Problem requirements — Collect all lines below with the string "derive".

Records to process —

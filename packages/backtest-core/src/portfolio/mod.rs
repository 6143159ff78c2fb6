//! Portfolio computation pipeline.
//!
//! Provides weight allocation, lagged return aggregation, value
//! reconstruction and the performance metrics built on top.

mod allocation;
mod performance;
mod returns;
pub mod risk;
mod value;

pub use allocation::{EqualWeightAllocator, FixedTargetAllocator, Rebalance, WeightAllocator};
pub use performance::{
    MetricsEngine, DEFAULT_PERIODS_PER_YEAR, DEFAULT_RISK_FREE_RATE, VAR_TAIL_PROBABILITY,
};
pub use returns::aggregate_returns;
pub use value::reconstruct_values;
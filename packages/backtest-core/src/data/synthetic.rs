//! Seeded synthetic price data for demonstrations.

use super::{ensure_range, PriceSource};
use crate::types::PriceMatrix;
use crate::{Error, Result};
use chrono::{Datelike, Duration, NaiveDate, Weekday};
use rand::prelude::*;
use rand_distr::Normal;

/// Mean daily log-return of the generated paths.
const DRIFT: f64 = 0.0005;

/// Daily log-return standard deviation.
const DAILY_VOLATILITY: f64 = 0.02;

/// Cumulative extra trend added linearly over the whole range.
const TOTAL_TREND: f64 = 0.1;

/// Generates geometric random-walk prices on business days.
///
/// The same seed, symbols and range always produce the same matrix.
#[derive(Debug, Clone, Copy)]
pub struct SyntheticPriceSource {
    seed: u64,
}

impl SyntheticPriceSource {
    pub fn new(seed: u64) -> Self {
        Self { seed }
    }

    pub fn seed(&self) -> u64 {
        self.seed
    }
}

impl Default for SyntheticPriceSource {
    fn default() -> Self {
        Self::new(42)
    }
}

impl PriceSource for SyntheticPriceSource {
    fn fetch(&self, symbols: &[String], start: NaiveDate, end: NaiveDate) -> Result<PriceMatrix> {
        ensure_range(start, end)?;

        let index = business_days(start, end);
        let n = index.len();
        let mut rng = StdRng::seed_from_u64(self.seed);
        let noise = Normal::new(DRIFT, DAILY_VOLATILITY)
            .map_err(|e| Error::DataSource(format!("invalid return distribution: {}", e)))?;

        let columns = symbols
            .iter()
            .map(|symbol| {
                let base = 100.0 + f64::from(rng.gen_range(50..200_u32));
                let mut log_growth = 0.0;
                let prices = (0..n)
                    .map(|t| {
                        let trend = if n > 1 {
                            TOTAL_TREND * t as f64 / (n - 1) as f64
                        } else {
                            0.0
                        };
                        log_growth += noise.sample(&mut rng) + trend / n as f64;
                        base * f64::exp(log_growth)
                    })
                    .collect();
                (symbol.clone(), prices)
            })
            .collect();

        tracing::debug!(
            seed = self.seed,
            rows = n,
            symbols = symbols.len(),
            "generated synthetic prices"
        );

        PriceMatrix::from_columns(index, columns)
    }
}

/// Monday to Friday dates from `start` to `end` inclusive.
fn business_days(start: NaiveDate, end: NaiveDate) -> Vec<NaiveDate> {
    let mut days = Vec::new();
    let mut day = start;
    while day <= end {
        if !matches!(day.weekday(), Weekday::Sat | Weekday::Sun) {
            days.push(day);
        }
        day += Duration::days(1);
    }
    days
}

...

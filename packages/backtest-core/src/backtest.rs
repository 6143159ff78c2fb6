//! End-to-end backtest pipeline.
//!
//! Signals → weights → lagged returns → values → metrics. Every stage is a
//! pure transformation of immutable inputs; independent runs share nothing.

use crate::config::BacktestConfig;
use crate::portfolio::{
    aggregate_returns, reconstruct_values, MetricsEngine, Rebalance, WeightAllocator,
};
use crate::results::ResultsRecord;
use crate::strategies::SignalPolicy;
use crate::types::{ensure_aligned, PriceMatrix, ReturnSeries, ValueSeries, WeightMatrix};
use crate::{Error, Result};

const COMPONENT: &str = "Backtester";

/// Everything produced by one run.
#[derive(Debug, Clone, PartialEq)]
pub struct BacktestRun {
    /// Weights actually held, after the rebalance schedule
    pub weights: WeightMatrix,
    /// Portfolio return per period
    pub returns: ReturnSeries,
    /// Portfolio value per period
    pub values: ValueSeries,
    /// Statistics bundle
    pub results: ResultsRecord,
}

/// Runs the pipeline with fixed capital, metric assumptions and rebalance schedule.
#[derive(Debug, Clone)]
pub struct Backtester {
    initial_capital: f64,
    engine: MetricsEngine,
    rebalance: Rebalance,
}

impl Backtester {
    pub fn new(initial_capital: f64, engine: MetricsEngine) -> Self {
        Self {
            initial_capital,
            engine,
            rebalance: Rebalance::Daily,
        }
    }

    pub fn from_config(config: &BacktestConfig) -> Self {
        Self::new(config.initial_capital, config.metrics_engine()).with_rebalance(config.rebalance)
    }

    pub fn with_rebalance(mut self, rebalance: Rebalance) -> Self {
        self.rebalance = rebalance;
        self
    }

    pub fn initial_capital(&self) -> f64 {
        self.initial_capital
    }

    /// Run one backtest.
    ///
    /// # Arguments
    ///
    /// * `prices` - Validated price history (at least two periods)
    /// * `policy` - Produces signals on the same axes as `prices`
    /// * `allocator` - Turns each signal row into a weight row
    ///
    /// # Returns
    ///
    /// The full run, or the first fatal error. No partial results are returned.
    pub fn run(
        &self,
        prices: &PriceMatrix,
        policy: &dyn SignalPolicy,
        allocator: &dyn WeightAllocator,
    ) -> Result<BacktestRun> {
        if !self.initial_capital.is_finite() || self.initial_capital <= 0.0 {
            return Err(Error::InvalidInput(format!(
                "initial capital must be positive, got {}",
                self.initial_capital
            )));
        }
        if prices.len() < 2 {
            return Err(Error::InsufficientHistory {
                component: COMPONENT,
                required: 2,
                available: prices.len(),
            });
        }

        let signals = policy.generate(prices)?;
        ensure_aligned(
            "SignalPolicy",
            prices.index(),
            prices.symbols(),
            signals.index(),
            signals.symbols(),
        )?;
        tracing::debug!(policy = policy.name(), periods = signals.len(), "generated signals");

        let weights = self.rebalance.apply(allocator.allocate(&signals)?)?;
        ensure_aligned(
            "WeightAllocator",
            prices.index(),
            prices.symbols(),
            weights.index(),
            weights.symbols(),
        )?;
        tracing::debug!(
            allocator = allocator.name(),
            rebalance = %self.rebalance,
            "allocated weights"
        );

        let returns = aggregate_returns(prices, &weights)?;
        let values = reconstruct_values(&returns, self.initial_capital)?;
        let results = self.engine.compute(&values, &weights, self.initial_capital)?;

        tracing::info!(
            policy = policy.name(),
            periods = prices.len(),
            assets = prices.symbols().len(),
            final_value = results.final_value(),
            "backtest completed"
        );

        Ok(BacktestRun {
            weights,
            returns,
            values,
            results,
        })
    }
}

Answer section —
#[derive(Debug, Clone, Copy)]
#[derive(Debug, Clone, PartialEq)]
#[derive(Debug, Clone)]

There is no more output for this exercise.